### WHAT YOU SHOULD DO
Every line of the entries below that carries the string "HashSet" should be copied.

### EXTRACTED MATERIAL
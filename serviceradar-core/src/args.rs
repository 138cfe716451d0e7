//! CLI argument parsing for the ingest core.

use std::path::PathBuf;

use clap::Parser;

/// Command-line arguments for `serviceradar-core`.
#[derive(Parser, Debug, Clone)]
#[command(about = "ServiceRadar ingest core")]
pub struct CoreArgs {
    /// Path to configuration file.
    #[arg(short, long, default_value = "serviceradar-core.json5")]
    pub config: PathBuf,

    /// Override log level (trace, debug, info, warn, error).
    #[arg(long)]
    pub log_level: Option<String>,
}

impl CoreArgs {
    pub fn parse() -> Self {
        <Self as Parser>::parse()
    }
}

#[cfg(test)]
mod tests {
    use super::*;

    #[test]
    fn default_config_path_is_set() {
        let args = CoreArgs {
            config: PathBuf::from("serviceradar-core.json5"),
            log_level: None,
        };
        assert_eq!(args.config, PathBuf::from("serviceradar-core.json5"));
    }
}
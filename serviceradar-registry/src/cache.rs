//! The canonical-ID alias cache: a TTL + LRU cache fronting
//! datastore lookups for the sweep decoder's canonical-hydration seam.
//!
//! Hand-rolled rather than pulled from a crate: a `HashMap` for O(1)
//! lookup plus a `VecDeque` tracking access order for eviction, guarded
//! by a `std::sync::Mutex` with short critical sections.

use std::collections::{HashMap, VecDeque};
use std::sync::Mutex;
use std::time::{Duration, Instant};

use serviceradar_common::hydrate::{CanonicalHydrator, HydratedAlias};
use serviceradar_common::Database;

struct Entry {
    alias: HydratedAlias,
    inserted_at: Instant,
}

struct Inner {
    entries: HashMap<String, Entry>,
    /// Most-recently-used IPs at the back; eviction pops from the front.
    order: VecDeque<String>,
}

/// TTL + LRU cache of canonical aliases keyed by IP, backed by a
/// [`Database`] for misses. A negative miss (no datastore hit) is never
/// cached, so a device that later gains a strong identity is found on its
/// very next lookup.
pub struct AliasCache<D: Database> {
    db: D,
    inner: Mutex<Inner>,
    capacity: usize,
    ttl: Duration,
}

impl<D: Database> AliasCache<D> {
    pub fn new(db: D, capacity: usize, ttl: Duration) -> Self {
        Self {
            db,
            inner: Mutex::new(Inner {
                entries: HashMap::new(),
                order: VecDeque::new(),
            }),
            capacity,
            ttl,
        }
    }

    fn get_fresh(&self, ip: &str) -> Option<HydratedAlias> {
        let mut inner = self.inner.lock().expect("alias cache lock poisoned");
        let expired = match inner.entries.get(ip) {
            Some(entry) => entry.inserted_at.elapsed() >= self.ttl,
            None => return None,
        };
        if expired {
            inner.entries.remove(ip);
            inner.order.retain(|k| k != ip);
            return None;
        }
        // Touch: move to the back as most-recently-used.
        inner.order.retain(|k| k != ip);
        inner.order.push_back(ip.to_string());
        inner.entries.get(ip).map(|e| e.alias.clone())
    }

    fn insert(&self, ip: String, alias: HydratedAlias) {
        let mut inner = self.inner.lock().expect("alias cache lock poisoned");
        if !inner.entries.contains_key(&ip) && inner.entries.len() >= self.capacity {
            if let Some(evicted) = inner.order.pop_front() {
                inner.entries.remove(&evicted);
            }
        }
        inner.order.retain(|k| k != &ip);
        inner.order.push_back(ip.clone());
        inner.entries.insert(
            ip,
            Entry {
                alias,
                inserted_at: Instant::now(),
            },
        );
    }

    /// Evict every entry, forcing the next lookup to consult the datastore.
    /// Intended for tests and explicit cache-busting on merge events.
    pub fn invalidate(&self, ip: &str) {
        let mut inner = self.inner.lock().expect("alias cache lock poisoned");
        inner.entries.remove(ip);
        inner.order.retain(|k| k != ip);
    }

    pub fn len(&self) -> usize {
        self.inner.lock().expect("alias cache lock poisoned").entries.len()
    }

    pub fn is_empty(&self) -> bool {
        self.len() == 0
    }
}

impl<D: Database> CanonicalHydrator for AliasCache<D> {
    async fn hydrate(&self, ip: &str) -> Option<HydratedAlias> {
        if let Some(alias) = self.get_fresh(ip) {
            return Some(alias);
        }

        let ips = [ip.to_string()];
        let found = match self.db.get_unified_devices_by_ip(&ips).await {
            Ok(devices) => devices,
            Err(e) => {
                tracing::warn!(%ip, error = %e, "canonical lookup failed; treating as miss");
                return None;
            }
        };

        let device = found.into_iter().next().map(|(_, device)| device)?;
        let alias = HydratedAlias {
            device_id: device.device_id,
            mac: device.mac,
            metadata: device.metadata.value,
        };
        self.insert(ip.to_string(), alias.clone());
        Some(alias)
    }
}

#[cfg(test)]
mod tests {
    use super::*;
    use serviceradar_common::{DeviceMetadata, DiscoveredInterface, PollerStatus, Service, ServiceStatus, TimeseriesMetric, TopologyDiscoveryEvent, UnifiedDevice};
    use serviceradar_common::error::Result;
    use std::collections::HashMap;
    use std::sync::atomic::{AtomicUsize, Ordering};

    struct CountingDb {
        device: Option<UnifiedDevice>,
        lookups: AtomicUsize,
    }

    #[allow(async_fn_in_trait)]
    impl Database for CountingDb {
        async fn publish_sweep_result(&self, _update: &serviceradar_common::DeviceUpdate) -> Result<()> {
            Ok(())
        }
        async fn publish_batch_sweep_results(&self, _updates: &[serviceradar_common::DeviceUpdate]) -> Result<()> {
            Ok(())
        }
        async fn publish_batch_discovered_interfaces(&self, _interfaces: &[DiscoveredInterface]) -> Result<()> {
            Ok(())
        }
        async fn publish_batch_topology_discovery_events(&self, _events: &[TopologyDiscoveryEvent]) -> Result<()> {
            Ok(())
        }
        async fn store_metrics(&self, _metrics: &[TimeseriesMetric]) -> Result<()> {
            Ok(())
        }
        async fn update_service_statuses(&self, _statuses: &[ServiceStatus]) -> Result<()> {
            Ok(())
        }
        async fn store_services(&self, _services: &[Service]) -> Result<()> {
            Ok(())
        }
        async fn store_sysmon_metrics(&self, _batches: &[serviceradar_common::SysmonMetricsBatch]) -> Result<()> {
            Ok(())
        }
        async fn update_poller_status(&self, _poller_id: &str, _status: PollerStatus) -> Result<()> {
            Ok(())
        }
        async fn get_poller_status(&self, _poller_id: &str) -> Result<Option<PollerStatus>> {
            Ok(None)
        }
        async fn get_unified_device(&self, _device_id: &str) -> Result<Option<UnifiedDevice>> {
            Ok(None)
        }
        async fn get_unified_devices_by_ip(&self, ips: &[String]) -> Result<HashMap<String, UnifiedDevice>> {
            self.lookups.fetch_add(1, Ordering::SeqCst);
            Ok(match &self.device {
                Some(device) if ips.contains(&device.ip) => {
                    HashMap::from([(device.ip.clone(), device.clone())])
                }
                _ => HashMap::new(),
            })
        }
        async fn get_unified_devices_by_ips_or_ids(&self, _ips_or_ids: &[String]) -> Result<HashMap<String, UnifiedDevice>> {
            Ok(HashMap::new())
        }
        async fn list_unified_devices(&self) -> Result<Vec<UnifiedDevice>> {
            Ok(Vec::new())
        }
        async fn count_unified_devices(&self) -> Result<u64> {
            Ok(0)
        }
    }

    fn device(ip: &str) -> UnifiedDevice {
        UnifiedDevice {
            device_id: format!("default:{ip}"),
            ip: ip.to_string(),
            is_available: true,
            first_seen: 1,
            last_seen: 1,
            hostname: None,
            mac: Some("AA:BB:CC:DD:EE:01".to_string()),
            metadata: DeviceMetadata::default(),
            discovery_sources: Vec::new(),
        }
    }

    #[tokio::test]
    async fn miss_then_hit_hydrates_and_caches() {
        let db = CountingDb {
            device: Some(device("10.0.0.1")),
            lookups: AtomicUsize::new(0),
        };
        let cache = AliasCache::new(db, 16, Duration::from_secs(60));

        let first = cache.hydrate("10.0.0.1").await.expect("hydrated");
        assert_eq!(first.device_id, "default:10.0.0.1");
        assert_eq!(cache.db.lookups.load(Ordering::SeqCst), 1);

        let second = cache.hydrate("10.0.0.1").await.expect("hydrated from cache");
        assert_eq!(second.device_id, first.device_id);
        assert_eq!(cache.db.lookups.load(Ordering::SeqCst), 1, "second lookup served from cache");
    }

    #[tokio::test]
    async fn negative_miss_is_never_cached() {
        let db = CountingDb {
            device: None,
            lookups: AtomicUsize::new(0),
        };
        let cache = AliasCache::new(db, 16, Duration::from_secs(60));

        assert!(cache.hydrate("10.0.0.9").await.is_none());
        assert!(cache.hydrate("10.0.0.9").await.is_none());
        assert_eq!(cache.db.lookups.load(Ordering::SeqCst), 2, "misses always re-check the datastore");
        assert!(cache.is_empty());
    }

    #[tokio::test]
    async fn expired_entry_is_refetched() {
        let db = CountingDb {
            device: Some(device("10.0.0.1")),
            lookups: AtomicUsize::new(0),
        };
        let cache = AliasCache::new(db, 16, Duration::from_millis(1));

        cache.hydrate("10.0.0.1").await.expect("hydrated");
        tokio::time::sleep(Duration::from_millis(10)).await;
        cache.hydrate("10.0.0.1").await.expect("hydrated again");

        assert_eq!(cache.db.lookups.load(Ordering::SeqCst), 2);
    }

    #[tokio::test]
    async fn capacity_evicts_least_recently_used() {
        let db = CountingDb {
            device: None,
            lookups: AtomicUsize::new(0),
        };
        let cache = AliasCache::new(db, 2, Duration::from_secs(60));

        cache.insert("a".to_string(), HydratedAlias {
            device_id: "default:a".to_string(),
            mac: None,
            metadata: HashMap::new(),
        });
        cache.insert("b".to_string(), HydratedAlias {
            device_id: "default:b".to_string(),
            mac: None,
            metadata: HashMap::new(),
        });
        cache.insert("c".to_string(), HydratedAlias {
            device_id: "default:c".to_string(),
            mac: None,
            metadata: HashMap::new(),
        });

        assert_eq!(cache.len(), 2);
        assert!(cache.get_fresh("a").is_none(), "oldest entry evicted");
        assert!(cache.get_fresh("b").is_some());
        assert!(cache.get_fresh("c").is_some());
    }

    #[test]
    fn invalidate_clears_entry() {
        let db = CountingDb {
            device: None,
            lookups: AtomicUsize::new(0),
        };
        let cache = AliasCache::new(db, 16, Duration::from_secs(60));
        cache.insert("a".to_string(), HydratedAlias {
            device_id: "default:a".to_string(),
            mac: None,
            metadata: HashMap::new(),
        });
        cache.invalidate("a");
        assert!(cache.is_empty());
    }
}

---

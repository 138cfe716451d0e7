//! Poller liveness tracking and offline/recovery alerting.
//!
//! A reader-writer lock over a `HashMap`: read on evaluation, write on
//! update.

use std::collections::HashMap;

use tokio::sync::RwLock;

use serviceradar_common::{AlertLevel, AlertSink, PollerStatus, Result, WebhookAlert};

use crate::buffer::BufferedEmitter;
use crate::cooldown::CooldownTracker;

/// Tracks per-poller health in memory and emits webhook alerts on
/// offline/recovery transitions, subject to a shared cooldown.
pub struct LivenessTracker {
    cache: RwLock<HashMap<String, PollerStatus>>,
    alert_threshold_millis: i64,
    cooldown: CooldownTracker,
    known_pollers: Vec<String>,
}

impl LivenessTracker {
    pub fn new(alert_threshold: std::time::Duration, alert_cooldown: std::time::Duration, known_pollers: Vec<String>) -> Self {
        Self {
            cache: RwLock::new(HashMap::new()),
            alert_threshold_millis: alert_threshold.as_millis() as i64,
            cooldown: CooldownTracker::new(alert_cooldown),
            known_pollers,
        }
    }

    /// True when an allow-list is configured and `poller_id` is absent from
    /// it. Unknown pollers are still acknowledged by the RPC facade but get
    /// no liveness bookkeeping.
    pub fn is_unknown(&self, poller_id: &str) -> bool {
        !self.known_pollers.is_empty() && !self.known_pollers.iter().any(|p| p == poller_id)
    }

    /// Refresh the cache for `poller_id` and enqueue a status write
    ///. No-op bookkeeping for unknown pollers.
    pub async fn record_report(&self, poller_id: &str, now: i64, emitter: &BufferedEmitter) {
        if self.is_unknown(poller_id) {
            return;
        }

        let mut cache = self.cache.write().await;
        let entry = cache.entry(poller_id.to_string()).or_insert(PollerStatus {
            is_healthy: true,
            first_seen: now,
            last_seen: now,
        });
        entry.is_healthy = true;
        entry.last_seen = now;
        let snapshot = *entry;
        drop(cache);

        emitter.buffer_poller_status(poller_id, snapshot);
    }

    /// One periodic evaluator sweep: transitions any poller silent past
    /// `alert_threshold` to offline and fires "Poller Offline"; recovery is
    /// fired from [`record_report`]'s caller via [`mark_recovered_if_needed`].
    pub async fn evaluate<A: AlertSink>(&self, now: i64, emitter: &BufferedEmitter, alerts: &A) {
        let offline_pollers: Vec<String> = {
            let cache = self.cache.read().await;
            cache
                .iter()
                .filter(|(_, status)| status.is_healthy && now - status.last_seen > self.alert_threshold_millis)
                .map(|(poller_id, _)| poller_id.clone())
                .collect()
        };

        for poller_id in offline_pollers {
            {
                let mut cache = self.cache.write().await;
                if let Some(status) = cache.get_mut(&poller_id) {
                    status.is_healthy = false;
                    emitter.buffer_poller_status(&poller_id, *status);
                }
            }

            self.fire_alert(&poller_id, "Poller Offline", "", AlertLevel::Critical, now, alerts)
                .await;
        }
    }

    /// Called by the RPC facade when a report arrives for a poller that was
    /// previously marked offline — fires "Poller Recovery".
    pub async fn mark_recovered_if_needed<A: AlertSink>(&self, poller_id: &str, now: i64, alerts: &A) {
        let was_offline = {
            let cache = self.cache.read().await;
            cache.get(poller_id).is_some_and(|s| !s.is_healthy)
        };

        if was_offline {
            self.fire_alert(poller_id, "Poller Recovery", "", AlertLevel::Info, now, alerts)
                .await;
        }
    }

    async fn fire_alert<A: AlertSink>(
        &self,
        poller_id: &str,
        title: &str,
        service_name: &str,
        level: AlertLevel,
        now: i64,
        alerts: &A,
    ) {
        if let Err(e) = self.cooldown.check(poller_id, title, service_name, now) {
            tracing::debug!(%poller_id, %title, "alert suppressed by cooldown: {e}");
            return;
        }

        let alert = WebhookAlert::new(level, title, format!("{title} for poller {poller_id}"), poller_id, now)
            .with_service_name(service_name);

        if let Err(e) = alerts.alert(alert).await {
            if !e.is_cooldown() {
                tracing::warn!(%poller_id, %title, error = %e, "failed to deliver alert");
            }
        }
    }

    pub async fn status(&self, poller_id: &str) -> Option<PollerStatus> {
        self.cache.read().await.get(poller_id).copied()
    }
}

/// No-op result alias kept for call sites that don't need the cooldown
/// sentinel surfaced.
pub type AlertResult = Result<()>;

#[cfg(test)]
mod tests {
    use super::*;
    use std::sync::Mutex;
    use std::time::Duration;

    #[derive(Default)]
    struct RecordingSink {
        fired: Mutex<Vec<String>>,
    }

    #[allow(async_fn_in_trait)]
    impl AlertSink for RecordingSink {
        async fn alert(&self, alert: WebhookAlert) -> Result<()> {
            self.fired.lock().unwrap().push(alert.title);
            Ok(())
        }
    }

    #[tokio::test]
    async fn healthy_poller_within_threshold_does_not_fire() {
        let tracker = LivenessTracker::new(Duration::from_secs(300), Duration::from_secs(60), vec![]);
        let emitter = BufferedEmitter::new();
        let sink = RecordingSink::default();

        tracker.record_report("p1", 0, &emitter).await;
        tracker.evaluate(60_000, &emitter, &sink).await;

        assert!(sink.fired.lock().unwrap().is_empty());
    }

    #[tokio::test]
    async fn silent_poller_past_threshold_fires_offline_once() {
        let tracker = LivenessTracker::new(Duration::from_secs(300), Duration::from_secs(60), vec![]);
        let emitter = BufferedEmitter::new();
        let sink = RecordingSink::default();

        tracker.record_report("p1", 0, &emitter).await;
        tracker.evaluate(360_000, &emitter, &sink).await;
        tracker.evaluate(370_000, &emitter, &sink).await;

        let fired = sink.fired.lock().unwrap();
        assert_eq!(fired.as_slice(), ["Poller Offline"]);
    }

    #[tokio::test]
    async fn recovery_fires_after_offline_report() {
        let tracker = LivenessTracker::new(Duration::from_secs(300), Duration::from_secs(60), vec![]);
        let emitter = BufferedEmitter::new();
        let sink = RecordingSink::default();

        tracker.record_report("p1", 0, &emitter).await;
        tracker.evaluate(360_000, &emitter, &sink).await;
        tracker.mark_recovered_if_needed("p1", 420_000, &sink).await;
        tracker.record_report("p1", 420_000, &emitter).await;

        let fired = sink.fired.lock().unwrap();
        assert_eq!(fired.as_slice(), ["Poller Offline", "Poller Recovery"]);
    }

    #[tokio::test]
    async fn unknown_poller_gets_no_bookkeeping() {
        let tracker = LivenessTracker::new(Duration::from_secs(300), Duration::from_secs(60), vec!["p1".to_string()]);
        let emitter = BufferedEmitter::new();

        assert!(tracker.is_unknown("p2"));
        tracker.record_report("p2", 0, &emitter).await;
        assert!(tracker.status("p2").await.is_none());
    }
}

...

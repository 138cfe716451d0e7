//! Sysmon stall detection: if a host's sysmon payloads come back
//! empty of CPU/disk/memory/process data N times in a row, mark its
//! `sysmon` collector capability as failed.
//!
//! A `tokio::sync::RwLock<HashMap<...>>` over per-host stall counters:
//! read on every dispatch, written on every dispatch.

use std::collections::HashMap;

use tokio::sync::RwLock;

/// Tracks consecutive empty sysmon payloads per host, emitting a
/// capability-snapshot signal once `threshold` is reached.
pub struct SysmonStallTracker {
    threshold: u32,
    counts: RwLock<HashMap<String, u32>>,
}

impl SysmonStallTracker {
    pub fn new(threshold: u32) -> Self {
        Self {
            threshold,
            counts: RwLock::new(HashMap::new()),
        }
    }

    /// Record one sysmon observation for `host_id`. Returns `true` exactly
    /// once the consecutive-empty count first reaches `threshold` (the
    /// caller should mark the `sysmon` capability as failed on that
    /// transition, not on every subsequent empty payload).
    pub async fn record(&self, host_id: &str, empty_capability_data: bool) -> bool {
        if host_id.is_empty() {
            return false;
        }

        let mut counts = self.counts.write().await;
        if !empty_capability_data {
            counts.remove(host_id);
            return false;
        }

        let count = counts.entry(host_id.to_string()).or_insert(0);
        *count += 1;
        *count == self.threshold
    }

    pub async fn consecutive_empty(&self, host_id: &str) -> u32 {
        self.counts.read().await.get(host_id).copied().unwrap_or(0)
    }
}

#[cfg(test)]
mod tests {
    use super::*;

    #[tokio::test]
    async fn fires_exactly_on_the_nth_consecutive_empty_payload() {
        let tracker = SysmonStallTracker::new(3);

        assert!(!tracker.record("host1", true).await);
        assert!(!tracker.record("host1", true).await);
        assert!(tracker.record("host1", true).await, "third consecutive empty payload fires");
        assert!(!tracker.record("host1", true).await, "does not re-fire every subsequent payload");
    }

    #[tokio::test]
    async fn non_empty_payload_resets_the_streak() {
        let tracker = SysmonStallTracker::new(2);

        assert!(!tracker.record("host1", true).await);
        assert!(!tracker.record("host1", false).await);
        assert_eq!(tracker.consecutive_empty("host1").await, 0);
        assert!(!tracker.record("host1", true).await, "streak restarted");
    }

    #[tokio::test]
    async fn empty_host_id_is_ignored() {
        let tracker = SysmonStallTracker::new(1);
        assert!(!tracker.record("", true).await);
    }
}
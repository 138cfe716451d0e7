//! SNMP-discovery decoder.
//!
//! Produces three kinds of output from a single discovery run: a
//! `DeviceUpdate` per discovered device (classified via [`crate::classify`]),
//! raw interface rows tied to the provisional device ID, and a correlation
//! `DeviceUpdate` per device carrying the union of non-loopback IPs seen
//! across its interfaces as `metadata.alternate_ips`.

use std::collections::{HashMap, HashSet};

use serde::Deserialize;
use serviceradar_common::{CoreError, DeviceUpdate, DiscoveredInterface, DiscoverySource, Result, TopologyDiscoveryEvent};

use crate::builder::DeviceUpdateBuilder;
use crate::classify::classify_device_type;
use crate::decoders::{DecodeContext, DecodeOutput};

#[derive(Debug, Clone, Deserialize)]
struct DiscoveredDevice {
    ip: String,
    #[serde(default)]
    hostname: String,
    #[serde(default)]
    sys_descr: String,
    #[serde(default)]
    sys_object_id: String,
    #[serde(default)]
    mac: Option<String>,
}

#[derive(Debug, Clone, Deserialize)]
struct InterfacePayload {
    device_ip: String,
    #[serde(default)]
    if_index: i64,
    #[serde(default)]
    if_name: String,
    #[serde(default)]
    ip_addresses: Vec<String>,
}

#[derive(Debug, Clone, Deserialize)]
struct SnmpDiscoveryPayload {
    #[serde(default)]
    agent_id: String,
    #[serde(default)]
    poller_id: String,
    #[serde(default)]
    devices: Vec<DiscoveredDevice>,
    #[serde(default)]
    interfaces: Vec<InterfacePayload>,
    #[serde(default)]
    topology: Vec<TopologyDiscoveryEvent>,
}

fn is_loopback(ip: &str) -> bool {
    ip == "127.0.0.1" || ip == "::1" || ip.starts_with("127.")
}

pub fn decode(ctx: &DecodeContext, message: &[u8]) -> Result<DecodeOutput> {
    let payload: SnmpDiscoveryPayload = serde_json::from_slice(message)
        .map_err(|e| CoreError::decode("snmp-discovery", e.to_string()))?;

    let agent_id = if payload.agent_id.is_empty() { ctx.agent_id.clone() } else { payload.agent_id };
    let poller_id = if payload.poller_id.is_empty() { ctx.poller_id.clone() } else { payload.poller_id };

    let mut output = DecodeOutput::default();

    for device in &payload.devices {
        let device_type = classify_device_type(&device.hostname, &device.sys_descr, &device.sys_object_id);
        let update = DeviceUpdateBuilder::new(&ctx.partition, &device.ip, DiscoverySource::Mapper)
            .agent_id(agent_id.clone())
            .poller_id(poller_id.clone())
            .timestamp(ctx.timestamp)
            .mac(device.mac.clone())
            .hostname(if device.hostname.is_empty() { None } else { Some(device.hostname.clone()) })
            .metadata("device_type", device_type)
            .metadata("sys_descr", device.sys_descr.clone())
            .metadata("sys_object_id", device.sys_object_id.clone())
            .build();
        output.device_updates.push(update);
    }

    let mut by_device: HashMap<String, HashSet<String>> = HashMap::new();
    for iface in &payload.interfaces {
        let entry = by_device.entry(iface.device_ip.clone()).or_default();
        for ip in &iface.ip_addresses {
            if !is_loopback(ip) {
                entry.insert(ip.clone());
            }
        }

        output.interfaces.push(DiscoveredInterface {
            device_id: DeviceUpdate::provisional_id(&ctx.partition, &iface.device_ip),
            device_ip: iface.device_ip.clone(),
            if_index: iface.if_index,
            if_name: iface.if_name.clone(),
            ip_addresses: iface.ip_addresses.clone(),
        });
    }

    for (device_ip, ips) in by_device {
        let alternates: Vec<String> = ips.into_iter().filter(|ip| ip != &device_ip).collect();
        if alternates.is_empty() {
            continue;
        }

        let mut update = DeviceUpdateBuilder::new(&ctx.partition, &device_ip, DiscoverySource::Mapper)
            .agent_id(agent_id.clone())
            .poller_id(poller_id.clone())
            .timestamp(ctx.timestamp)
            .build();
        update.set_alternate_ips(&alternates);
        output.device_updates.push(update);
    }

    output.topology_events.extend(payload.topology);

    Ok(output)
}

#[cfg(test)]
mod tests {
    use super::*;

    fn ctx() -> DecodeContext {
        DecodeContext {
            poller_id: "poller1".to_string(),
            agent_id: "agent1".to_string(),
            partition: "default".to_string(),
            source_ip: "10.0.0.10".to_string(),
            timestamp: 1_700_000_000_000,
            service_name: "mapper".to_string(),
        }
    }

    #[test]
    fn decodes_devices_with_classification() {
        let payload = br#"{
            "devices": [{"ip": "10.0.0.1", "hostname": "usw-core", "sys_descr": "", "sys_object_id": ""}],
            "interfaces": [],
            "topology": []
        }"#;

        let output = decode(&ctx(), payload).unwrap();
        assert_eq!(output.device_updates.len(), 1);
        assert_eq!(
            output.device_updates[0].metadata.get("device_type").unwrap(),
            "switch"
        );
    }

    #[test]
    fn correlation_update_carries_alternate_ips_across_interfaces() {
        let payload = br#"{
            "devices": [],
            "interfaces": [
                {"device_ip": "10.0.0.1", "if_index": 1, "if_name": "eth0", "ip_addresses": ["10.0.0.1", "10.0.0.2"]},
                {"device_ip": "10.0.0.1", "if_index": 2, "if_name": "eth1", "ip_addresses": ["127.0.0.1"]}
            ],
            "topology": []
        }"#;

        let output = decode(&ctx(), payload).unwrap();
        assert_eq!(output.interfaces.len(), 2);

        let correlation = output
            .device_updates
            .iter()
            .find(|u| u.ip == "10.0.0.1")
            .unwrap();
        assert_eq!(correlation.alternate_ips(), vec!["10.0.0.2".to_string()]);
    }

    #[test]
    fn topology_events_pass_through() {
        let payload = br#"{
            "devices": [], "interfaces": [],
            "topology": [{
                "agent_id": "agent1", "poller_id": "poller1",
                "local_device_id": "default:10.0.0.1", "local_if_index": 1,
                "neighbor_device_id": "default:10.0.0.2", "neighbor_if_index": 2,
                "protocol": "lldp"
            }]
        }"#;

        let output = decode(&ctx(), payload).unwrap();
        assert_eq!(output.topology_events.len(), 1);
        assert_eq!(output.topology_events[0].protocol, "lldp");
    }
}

### OUTPUT
use std::collections::{HashMap, HashSet};
    let mut by_device: HashMap<String, HashSet<String>> = HashMap::new();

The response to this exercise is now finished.